Lending truth to the adage that art is a mirror to the artist’s soul is Gina Brezini, who lives in New York, not with a Yankee twang but a heavy Italian accent, and reveals: “I’m Bulgarian, actually.” Conversing with her, it is impossible to not be riveted to her striking eyes. Her work is equally enchanting — a truly one-off combination, a product of the photographer’s eye and the painter’s brush coming together.

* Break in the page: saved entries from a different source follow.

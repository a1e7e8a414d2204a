//! Catálogo de serviços

use servicos_api::types::Servico;

use super::Tela;
use crate::pipeline::{CategoriaFiltro, RegistroFiltravel};

impl RegistroFiltravel for Servico {
    fn id(&self) -> i64 {
        self.id
    }

    fn nome_ordenacao(&self) -> Option<&str> {
        self.nome.as_deref()
    }

    fn data_criacao(&self) -> Option<&str> {
        self.data_criacao.as_deref()
    }

    fn campos_busca(&self) -> Vec<Option<&str>> {
        vec![self.nome.as_deref(), self.descricao.as_deref()]
    }

    fn valor(&self) -> Option<f64> {
        self.preco
    }
}

pub fn tela_servicos(itens_por_pagina: usize) -> Tela<Servico> {
    Tela::new("Serviços", itens_por_pagina, vec![CategoriaFiltro::Periodo, CategoriaFiltro::Valor])
}
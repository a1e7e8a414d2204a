//! Critérios de filtro ativos numa tela

use chrono::{DateTime, TimeZone, Utc};
use serde::{Deserialize, Serialize};

use super::atalhos::{AtalhoData, PoliticaAtalho};

/// Filtro de status: "todos" ou um valor exato (sensível a caixa)
#[derive(Debug, Clone, Default, PartialEq, Eq, Serialize, Deserialize)]
pub enum FiltroStatus {
    #[default]
    Todos,
    Exato(String),
}

impl FiltroStatus {
    /// Interpreta o valor de um select; "", "all", "todos" viram `Todos`
    pub fn de_texto(valor: &str) -> Self {
        match valor.trim() {
            "" | "all" | "todos" | "TODOS" => FiltroStatus::Todos,
            exato => FiltroStatus::Exato(exato.to_string()),
        }
    }

    pub fn aceita(&self, status: Option<&str>) -> bool {
        match self {
            FiltroStatus::Todos => true,
            FiltroStatus::Exato(esperado) => status == Some(esperado.as_str()),
        }
    }
}

/// Converte o texto de um campo numérico; falha de parsing vira "sem limite"
///
/// Aceita vírgula decimal ("150,50").
pub fn valor_de_texto(texto: &str) -> Option<f64> {
    let texto = texto.trim();
    if texto.is_empty() {
        return None;
    }
    texto
        .replace(',', ".")
        .parse::<f64>()
        .ok()
        .filter(|v| v.is_finite())
}

/// Conjunto de critérios; o valor padrão não exclui nenhum registro
///
/// `valor_min`/`valor_max` usam `None` como "sem limite": zero é um limite
/// válido e inclusivo.
#[derive(Debug, Clone, Default, PartialEq, Serialize, Deserialize)]
pub struct CriteriosFiltro {
    pub busca: String,
    pub data_inicio: Option<DateTime<Utc>>,
    pub data_fim: Option<DateTime<Utc>>,
    pub status: FiltroStatus,
    pub valor_min: Option<f64>,
    pub valor_max: Option<f64>,
    pub nome_vinculado: String,
    atalho: Option<AtalhoData>,
    #[serde(skip)]
    datas_manuais: Option<(Option<DateTime<Utc>>, Option<DateTime<Utc>>)>,
}

impl CriteriosFiltro {
    pub fn new() -> Self {
        Self::default()
    }

    pub fn com_busca(mut self, termo: impl Into<String>) -> Self {
        self.busca = termo.into();
        self
    }

    pub fn com_status(mut self, status: FiltroStatus) -> Self {
        self.status = status;
        self
    }

    pub fn com_valores(mut self, min: Option<f64>, max: Option<f64>) -> Self {
        self.valor_min = min;
        self.valor_max = max;
        self
    }

    pub fn com_periodo(mut self, inicio: Option<DateTime<Utc>>, fim: Option<DateTime<Utc>>) -> Self {
        self.definir_periodo(inicio, fim);
        self
    }

    pub fn com_nome_vinculado(mut self, nome: impl Into<String>) -> Self {
        self.nome_vinculado = nome.into();
        self
    }

    pub fn atalho(&self) -> Option<AtalhoData> {
        self.atalho
    }

    /// Datas digitadas manualmente; desmarcam o atalho ativo
    pub fn definir_periodo(&mut self, inicio: Option<DateTime<Utc>>, fim: Option<DateTime<Utc>>) {
        self.data_inicio = inicio;
        self.data_fim = fim;
        self.atalho = None;
        self.datas_manuais = None;
    }

    /// Seleciona um atalho calculando os limites no instante `agora`
    pub fn selecionar_atalho<Tz: TimeZone>(
        &mut self,
        atalho: AtalhoData,
        agora: &DateTime<Tz>,
        politica: PoliticaAtalho,
    ) {
        if politica == PoliticaAtalho::Preservar && self.atalho.is_none() {
            self.datas_manuais = Some((self.data_inicio, self.data_fim));
        }

        let (inicio, fim) = atalho.intervalo(agora);
        self.data_inicio = Some(inicio);
        self.data_fim = Some(fim);
        self.atalho = Some(atalho);
    }

    /// Remove o atalho; com `Sobrescrever` as duas datas ficam vazias
    pub fn limpar_atalho(&mut self, politica: PoliticaAtalho) {
        if self.atalho.take().is_none() {
            return;
        }

        let (inicio, fim) = match (politica, self.datas_manuais.take()) {
            (PoliticaAtalho::Preservar, Some(salvas)) => salvas,
            _ => (None, None),
        };
        self.data_inicio = inicio;
        self.data_fim = fim;
    }

    /// Reset transacional de todos os critérios, inclusive o atalho
    pub fn limpar(&mut self) {
        *self = Self::default();
    }

    /// Nenhum critério restringe
    pub fn esta_vazio(&self) -> bool {
        self.busca.trim().is_empty()
            && self.data_inicio.is_none()
            && self.data_fim.is_none()
            && self.status == FiltroStatus::Todos
            && self.valor_min.is_none()
            && self.valor_max.is_none()
            && self.nome_vinculado.trim().is_empty()
    }

    pub fn tem_faixa_valor(&self) -> bool {
        self.valor_min.is_some() || self.valor_max.is_some()
    }
}
//! Cliente da API REST da plataforma de gestão de serviços
//!
//! Este crate concentra tudo que fala com o backend:
//!
//! - `session`: sessão do usuário (token persistido + estado observável)
//! - `jwt`: leitura dos claims do token (sem verificação de assinatura)
//! - `client`: cliente HTTP único (base URL, JSON, bearer, tratamento de 401)
//! - Gerenciadores por recurso: auth, ordens, relatórios, prestadores,
//!   estoque/serviços e agenda
//!
//! # Exemplo Básico
//!
//! ```rust,ignore
//! use servicos_api::{Papel, ServicosClient, Sessao};
//! use servicos_api::auth::AuthManager;
//! use servicos_api::relatorios::RelatorioManager;
//!
//! #[tokio::main]
//! async fn main() -> servicos_api::Result<()> {
//!     let sessao = Sessao::em_memoria();
//!     let client = ServicosClient::new("http://localhost:8080/api", sessao)?;
//!
//!     AuthManager::new(client.clone())
//!         .login(Papel::Empresa, "contato@empresa.com", "senha")
//!         .await?;
//!
//!     let relatorios = RelatorioManager::new(client).listar_da_empresa().await?;
//!     println!("{} relatórios", relatorios.len());
//!     Ok(())
//! }
//! ```

pub mod agenda;
pub mod auth;
pub mod client;
pub mod error;
pub mod estoque;
pub mod jwt;
pub mod ordens;
pub mod prestadores;
pub mod relatorios;
pub mod session;
pub mod types;

pub use client::{ServicosClient, BASE_URL_PADRAO};
pub use error::{ApiError, Result};
pub use jwt::{decodificar_claims, Claims, Papel};
pub use session::{ArmazenamentoArquivo, ArmazenamentoMemoria, ArmazenamentoToken, EstadoSessao, Sessao};
//! Tempo de vida das requisições de cada tela
//!
//! Cada fetch recebe um [`Ticket`] com a geração corrente. Um novo fetch ou a
//! desmontagem da tela avança a geração, e respostas com ticket antigo são
//! descartadas em vez de aplicadas.

use std::sync::atomic::{AtomicBool, AtomicU64, Ordering};
use std::sync::Arc;

#[derive(Debug, Default)]
struct Controle {
    geracao: AtomicU64,
    desmontado: AtomicBool,
}

#[derive(Debug, Clone, Default)]
pub struct Carregamento {
    controle: Arc<Controle>,
}

/// Prova de que uma resposta pertence ao fetch mais recente
#[derive(Debug, Clone)]
pub struct Ticket {
    geracao: u64,
    controle: Arc<Controle>,
}

impl Ticket {
    pub fn e_atual(&self) -> bool {
        !self.controle.desmontado.load(Ordering::Acquire)
            && self.controle.geracao.load(Ordering::Acquire) == self.geracao
    }

    pub fn geracao(&self) -> u64 {
        self.geracao
    }
}

impl Carregamento {
    pub fn new() -> Self {
        Self::default()
    }

    /// Inicia um fetch e invalida todos os anteriores
    pub fn iniciar(&self) -> Ticket {
        let geracao = self.controle.geracao.fetch_add(1, Ordering::AcqRel) + 1;
        Ticket {
            geracao,
            controle: Arc::clone(&self.controle),
        }
    }

    /// Descarta o fetch em andamento sem iniciar outro
    pub fn cancelar(&self) {
        self.controle.geracao.fetch_add(1, Ordering::AcqRel);
    }

    /// Tela saiu de cena: nenhum ticket emitido volta a ser atual
    pub fn desmontar(&self) {
        self.controle.desmontado.store(true, Ordering::Release);
    }

    pub fn desmontado(&self) -> bool {
        self.controle.desmontado.load(Ordering::Acquire)
    }
}
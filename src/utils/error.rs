use servicos_api::ApiError;
use std::fmt;

use crate::validacao::ErrosValidacao;

#[derive(Debug)]
pub enum AppError {
    Api(ApiError),
    ConfigError(String),
    Validacao(ErrosValidacao),
    JsonError(serde_json::Error),
    InternalError(String),
}

impl AppError {
    /// Erros que devem levar o usuário à tela de login
    pub fn exige_login(&self) -> bool {
        matches!(self, AppError::Api(err) if err.exige_login())
    }
}

impl fmt::Display for AppError {
    fn fmt(&self, f: &mut fmt::Formatter<'_>) -> fmt::Result {
        match self {
            AppError::Api(err) => write!(f, "{}", err),
            AppError::ConfigError(msg) => write!(f, "Erro de configuração: {}", msg),
            AppError::Validacao(erros) => write!(f, "Formulário inválido: {}", erros),
            AppError::JsonError(err) => write!(f, "Erro de JSON: {}", err),
            AppError::InternalError(msg) => write!(f, "Erro interno: {}", msg),
        }
    }
}

impl std::error::Error for AppError {}

impl From<ApiError> for AppError {
    fn from(err: ApiError) -> Self {
        AppError::Api(err)
    }
}

impl From<ErrosValidacao> for AppError {
    fn from(erros: ErrosValidacao) -> Self {
        AppError::Validacao(erros)
    }
}

impl From<serde_json::Error> for AppError {
    fn from(err: serde_json::Error) -> Self {
        AppError::JsonError(err)
    }
}

impl From<config::ConfigError> for AppError {
    fn from(err: config::ConfigError) -> Self {
        AppError::ConfigError(err.to_string())
    }
}

pub type AppResult<T> = Result<T, AppError>;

“Forcing images one over the other, I document the fragmented structure of the moments of our lives,” she says of her unique method — which she calls the Condensed Image Photographic Technique (CIPT). It might sound straight out of a experiment in a physics laboratory, but the results are defintely more aesthetic. Besides, what lends value to these works is the fact that, surely, you won’t find more than a handful of practitioners attempting something like this.

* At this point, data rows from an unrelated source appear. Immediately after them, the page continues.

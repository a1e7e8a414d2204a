use serde::{Deserialize, Serialize};

#[derive(Debug, Clone, PartialEq, Serialize, Deserialize)]
#[serde(rename_all = "camelCase")]
pub struct ItemEstoque {
    pub id: i64,
    #[serde(default)]
    pub nome: Option<String>,
    #[serde(default)]
    pub descricao: Option<String>,
    #[serde(default)]
    pub quantidade: Option<f64>,
    #[serde(default)]
    pub quantidade_minima: Option<f64>,
    #[serde(default)]
    pub valor_unitario: Option<f64>,
    #[serde(default, alias = "createdAt")]
    pub data_criacao: Option<String>,
}

impl ItemEstoque {
    /// Quantidade igual ou abaixo do mínimo cadastrado
    pub fn estoque_baixo(&self) -> bool {
        match (self.quantidade, self.quantidade_minima) {
            (Some(qtd), Some(minimo)) => qtd <= minimo,
            _ => false,
        }
    }
}

#[derive(Debug, Clone, PartialEq, Serialize, Deserialize)]
#[serde(rename_all = "camelCase")]
pub struct NovoItemEstoque {
    pub nome: String,
    #[serde(skip_serializing_if = "Option::is_none")]
    pub descricao: Option<String>,
    pub quantidade: f64,
    #[serde(skip_serializing_if = "Option::is_none")]
    pub quantidade_minima: Option<f64>,
    #[serde(skip_serializing_if = "Option::is_none")]
    pub valor_unitario: Option<f64>,
    pub empresa_id: i64,
}

#[cfg(test)]
mod tests {
    use super::*;
    use serde_json::json;

    #[test]
    fn test_estoque_baixo() {
        let mut item: ItemEstoque =
            serde_json::from_value(json!({"id": 1, "quantidade": 2, "quantidadeMinima": 5})).unwrap();
        assert!(item.estoque_baixo());

        item.quantidade = Some(6.0);
        assert!(!item.estoque_baixo());

        item.quantidade_minima = None;
        assert!(!item.estoque_baixo());
    }
}
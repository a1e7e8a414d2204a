//! Filtros rápidos de período: hoje, esta semana, este mês

use chrono::{DateTime, Datelike, Duration, TimeZone, Utc};
use serde::{Deserialize, Serialize};
use std::str::FromStr;

use super::datas::inicio_do_dia;

#[derive(Debug, Clone, Copy, PartialEq, Eq, Hash, Serialize, Deserialize)]
#[serde(rename_all = "lowercase")]
pub enum AtalhoData {
    Hoje,
    Semana,
    Mes,
}

impl AtalhoData {
    pub fn rotulo(&self) -> &'static str {
        match self {
            AtalhoData::Hoje => "Hoje",
            AtalhoData::Semana => "Esta semana",
            AtalhoData::Mes => "Este mês",
        }
    }

    /// Limites `[início, agora]` no momento da seleção
    ///
    /// O início é a meia-noite local (fuso de `agora`) de hoje, do domingo
    /// mais recente (inclusive hoje) ou do dia 1 do mês.
    pub fn intervalo<Tz: TimeZone>(&self, agora: &DateTime<Tz>) -> (DateTime<Utc>, DateTime<Utc>) {
        let hoje = agora.date_naive();
        let primeiro_dia = match self {
            AtalhoData::Hoje => hoje,
            AtalhoData::Semana => hoje - Duration::days(hoje.weekday().num_days_from_sunday() as i64),
            AtalhoData::Mes => hoje.with_day(1).unwrap_or(hoje),
        };

        (
            inicio_do_dia(primeiro_dia, &agora.timezone()),
            agora.with_timezone(&Utc),
        )
    }
}

impl FromStr for AtalhoData {
    type Err = String;

    fn from_str(s: &str) -> Result<Self, Self::Err> {
        match s.trim().to_lowercase().as_str() {
            "hoje" | "today" => Ok(AtalhoData::Hoje),
            "semana" | "week" => Ok(AtalhoData::Semana),
            "mes" | "mês" | "month" => Ok(AtalhoData::Mes),
            outro => Err(format!("Atalho de período desconhecido: {}", outro)),
        }
    }
}

/// O que acontece com as datas digitadas quando um atalho entra e sai
#[derive(Debug, Clone, Copy, Default, PartialEq, Eq, Serialize, Deserialize)]
#[serde(rename_all = "lowercase")]
pub enum PoliticaAtalho {
    /// Atalho sobrescreve as datas manuais; limpar deixa as duas vazias
    Sobrescrever,
    /// Atalho guarda as datas manuais e limpar o atalho as devolve
    #[default]
    Preservar,
}
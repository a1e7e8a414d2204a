//! Navegação do painel de filtros
//!
//! `Fechado → ListaCategorias → DetalheCategoria → (aplicar → Fechado | voltar → ListaCategorias)`.
//! Os critérios são aplicados ao vivo; "aplicar" apenas fecha o painel.

use serde::{Deserialize, Serialize};

#[derive(Debug, Clone, Copy, PartialEq, Eq, Hash, Serialize, Deserialize)]
pub enum CategoriaFiltro {
    Periodo,
    Status,
    Valor,
    NomeVinculado,
}

impl CategoriaFiltro {
    pub fn rotulo(&self) -> &'static str {
        match self {
            CategoriaFiltro::Periodo => "Período",
            CategoriaFiltro::Status => "Status",
            CategoriaFiltro::Valor => "Valor",
            CategoriaFiltro::NomeVinculado => "Prestador",
        }
    }
}

#[derive(Debug, Clone, Copy, Default, PartialEq, Eq, Serialize, Deserialize)]
pub enum EstadoPainel {
    #[default]
    Fechado,
    ListaCategorias,
    DetalheCategoria(CategoriaFiltro),
}

/// Painel com as categorias que a tela oferece
#[derive(Debug, Clone, PartialEq, Eq)]
pub struct PainelFiltros {
    categorias: Vec<CategoriaFiltro>,
    estado: EstadoPainel,
}

impl PainelFiltros {
    pub fn new(categorias: Vec<CategoriaFiltro>) -> Self {
        Self {
            categorias,
            estado: EstadoPainel::Fechado,
        }
    }

    pub fn estado(&self) -> EstadoPainel {
        self.estado
    }

    pub fn categorias(&self) -> &[CategoriaFiltro] {
        &self.categorias
    }

    pub fn esta_aberto(&self) -> bool {
        self.estado != EstadoPainel::Fechado
    }

    pub fn abrir(&mut self) -> bool {
        self.transitar(EstadoPainel::Fechado, EstadoPainel::ListaCategorias)
    }

    /// Só categorias oferecidas pela tela podem ser abertas
    pub fn selecionar(&mut self, categoria: CategoriaFiltro) -> bool {
        if !self.categorias.contains(&categoria) {
            return false;
        }
        self.transitar(EstadoPainel::ListaCategorias, EstadoPainel::DetalheCategoria(categoria))
    }

    pub fn voltar(&mut self) -> bool {
        match self.estado {
            EstadoPainel::DetalheCategoria(_) => {
                self.estado = EstadoPainel::ListaCategorias;
                true
            }
            _ => false,
        }
    }

    pub fn aplicar(&mut self) -> bool {
        match self.estado {
            EstadoPainel::DetalheCategoria(_) => {
                self.estado = EstadoPainel::Fechado;
                true
            }
            _ => false,
        }
    }

    /// Fecha de qualquer estado aberto
    pub fn fechar(&mut self) -> bool {
        if self.estado == EstadoPainel::Fechado {
            return false;
        }
        self.estado = EstadoPainel::Fechado;
        true
    }

    fn transitar(&mut self, de: EstadoPainel, para: EstadoPainel) -> bool {
        if self.estado != de {
            return false;
        }
        self.estado = para;
        true
    }
}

Put simply, Brezini shoots multiple exposures on a single film frame, deliberately mixing separate images, which, she says, are intertwined together only by her intuition. A final touch is photopainting on the exposed frames.
“It happened one day when I had to pick up a camera to shoot a portrait of myself. I found it is the best medium to capture the immediacy of the moment. I went further when I found that my creative process began after the first shot,” says Brezini.

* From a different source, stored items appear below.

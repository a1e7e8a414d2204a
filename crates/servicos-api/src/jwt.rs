//! Leitura do payload de tokens JWT emitidos pelo backend
//!
//! O payload é apenas decodificado (base64url + JSON). A assinatura NÃO é
//! verificada: os claims servem para exibir dados e montar rotas com o id do
//! tenant, nunca como decisão de autorização. Quem autoriza é o backend.

use base64::engine::general_purpose::URL_SAFE_NO_PAD;
use base64::Engine;
use chrono::{DateTime, TimeZone, Utc};
use serde::{Deserialize, Deserializer, Serialize};
use serde_json::Value;
use std::fmt;
use std::str::FromStr;

use crate::error::{ApiError, Result};

/// Perfil de acesso da conta
#[derive(Debug, Clone, Copy, PartialEq, Eq, Hash, Serialize, Deserialize)]
#[serde(rename_all = "lowercase")]
pub enum Papel {
    Empresa,
    Prestador,
    Cliente,
}

impl Papel {
    pub fn as_str(&self) -> &'static str {
        match self {
            Papel::Empresa => "empresa",
            Papel::Prestador => "prestador",
            Papel::Cliente => "cliente",
        }
    }
}

impl fmt::Display for Papel {
    fn fmt(&self, f: &mut fmt::Formatter<'_>) -> fmt::Result {
        f.write_str(self.as_str())
    }
}

impl FromStr for Papel {
    type Err = String;

    /// Aceita "empresa", "EMPRESA" e "ROLE_EMPRESA"
    fn from_str(s: &str) -> std::result::Result<Self, Self::Err> {
        let lower = s.trim().to_lowercase();
        match lower.strip_prefix("role_").unwrap_or(&lower) {
            "empresa" => Ok(Papel::Empresa),
            "prestador" => Ok(Papel::Prestador),
            "cliente" => Ok(Papel::Cliente),
            _ => Err(format!("Perfil desconhecido: {}", s)),
        }
    }
}

/// Claims conhecidos do payload
#[derive(Debug, Clone, Default, PartialEq, Serialize, Deserialize)]
pub struct Claims {
    #[serde(default)]
    pub sub: Option<String>,

    #[serde(default, alias = "role", alias = "tipo", alias = "perfil")]
    pub papel: Option<String>,

    #[serde(default, deserialize_with = "id_flexivel")]
    pub id: Option<i64>,

    #[serde(default, alias = "empresaId", deserialize_with = "id_flexivel")]
    pub empresa_id: Option<i64>,

    #[serde(default, alias = "prestadorId", deserialize_with = "id_flexivel")]
    pub prestador_id: Option<i64>,

    #[serde(default, alias = "clienteId", deserialize_with = "id_flexivel")]
    pub cliente_id: Option<i64>,

    #[serde(default)]
    pub nome: Option<String>,

    #[serde(default)]
    pub exp: Option<i64>,
}

impl Claims {
    /// Perfil declarado no token, se reconhecível
    pub fn papel_declarado(&self) -> Option<Papel> {
        self.papel.as_deref().and_then(|p| p.parse().ok())
    }

    /// Id do tenant para o perfil pedido
    ///
    /// Usa o claim específico (`empresaId`, `prestadorId`, `clienteId`) e cai
    /// para `id` quando o token não declara outro perfil.
    pub fn identificador(&self, papel: Papel) -> Option<i64> {
        let especifico = match papel {
            Papel::Empresa => self.empresa_id,
            Papel::Prestador => self.prestador_id,
            Papel::Cliente => self.cliente_id,
        };

        especifico.or_else(|| match self.papel_declarado() {
            Some(declarado) if declarado != papel => None,
            _ => self.id,
        })
    }

    pub fn expira_em(&self) -> Option<DateTime<Utc>> {
        self.exp.and_then(|exp| Utc.timestamp_opt(exp, 0).single())
    }

    /// Token sem `exp` nunca é considerado expirado pelo cliente
    pub fn expirado_em(&self, agora: DateTime<Utc>) -> bool {
        self.expira_em().map(|exp| agora >= exp).unwrap_or(false)
    }
}

fn id_flexivel<'de, D>(deserializer: D) -> std::result::Result<Option<i64>, D::Error>
where
    D: Deserializer<'de>,
{
    let value = Option::<Value>::deserialize(deserializer)?;
    Ok(match value {
        Some(Value::Number(n)) => n.as_i64(),
        Some(Value::String(s)) => s.trim().parse().ok(),
        _ => None,
    })
}

/// Decodifica o segmento do meio de um JWT
pub fn decodificar_claims(token: &str) -> Result<Claims> {
    let partes: Vec<&str> = token.trim().split('.').collect();
    if partes.len() != 3 {
        return Err(ApiError::TokenInvalido(format!(
            "esperados 3 segmentos, encontrados {}",
            partes.len()
        )));
    }

    let bytes = URL_SAFE_NO_PAD
        .decode(partes[1].trim_end_matches('='))
        .map_err(|e| ApiError::TokenInvalido(format!("payload base64 inválido: {}", e)))?;

    serde_json::from_slice(&bytes)
        .map_err(|e| ApiError::TokenInvalido(format!("payload JSON inválido: {}", e)))
}

#[cfg(test)]
pub(crate) fn token_de_teste(payload: &Value) -> String {
    let header = URL_SAFE_NO_PAD.encode(br#"{"alg":"HS256","typ":"JWT"}"#);
    let corpo = URL_SAFE_NO_PAD.encode(payload.to_string());
    format!("{}.{}.assinatura", header, corpo)
}

#[cfg(test)]
mod tests {
    use super::*;
    use serde_json::json;

    #[test]
    fn test_decodifica_empresa() {
        let token = token_de_teste(&json!({"sub": "acme@x.com", "role": "EMPRESA", "empresaId": 42, "exp": 2000000000}));
        let claims = decodificar_claims(&token).unwrap();

        assert_eq!(claims.sub.as_deref(), Some("acme@x.com"));
        assert_eq!(claims.papel_declarado(), Some(Papel::Empresa));
        assert_eq!(claims.identificador(Papel::Empresa), Some(42));
        assert_eq!(claims.identificador(Papel::Prestador), None);
    }

    #[test]
    fn test_id_como_string_e_fallback() {
        let token = token_de_teste(&json!({"tipo": "ROLE_PRESTADOR", "id": "7"}));
        let claims = decodificar_claims(&token).unwrap();

        assert_eq!(claims.identificador(Papel::Prestador), Some(7));
        assert_eq!(claims.identificador(Papel::Empresa), None);
    }

    #[test]
    fn test_sem_papel_usa_id() {
        let token = token_de_teste(&json!({"id": 3}));
        let claims = decodificar_claims(&token).unwrap();
        assert_eq!(claims.identificador(Papel::Cliente), Some(3));
    }

    #[test]
    fn test_token_malformado() {
        assert!(matches!(decodificar_claims("abc"), Err(ApiError::TokenInvalido(_))));
        assert!(matches!(decodificar_claims("a.%%%.c"), Err(ApiError::TokenInvalido(_))));

        let nao_json = format!("a.{}.c", URL_SAFE_NO_PAD.encode("nada"));
        assert!(matches!(decodificar_claims(&nao_json), Err(ApiError::TokenInvalido(_))));
    }

    #[test]
    fn test_expiracao() {
        let claims = Claims {
            exp: Some(1_000),
            ..Default::default()
        };
        assert!(claims.expirado_em(Utc.timestamp_opt(1_000, 0).unwrap()));
        assert!(!claims.expirado_em(Utc.timestamp_opt(999, 0).unwrap()));
        assert!(!Claims::default().expirado_em(Utc::now()));
    }

    #[test]
    fn test_papel_from_str() {
        assert_eq!("ROLE_CLIENTE".parse::<Papel>(), Ok(Papel::Cliente));
        assert_eq!(" Empresa ".parse::<Papel>(), Ok(Papel::Empresa));
        assert!("admin".parse::<Papel>().is_err());
    }
}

It takes time for her work to be absorbed. Her latest works are part of a book and exhibition series titled Dus Mahavidyas — Ten Goddesses of Art, a compilation of works by 10 female artists. The hodge-podge of exposures, colour, human forms and abstract patterns seem to move in symphony to reveal subjects who are “idols” from India — M F Husain, Shubha Mudgal, Rama Henna — and abstract works, which she calls “gods”.
Brezini says she has always been spiritually fascinated by the goddess Saraswati. The search for her even led the artist to Bali, one of the farthest outposts of Hinduism. Her first stop for her current work was a session with veteran artist M F Husain at the latter’s residence-in-exile in Dubai. Finishing her portraiture of him with his interpretation of “Saraswati” (which does not find place in the series due to all the “fuss” it might create), she moved on to focus on and accentuate the legendary artist’s feet. “I was captivated by his feet which have travelled the world, never covered by footwear.”
Lined up next was vocalist Shubha Mudgal, whom Brezini decided to frame in the midst of patterns created by her “wonderful collection” of tanpuras. “It was quite invasive trying to capture her with my huge lens right in her face. So, I told her to perform and carried on from there.”
Dancer Rama Henna was shot in a dark auditorium in Delhi. Brezini says the contrasting light provided the mood for the compositions and also managed to play on another of Brezini’s fetishes — jasmine. “I love the smell of jasmine. I love New York, but I will eventually move to India just for the flowers’ fragrance,” she says. Brezini was born in Sofia and her parentage is Italian-Bulgarian. She grew up in Bulgaria, lived in Italy, before finally moving to New York 15 years ago. I ask whether her works are a manifestation of her continued search for identity. “I have thought of that. There was a time when I even tried to fit into New York by taking classes to change my accent. But then, this is who I am.” You can see it in her works.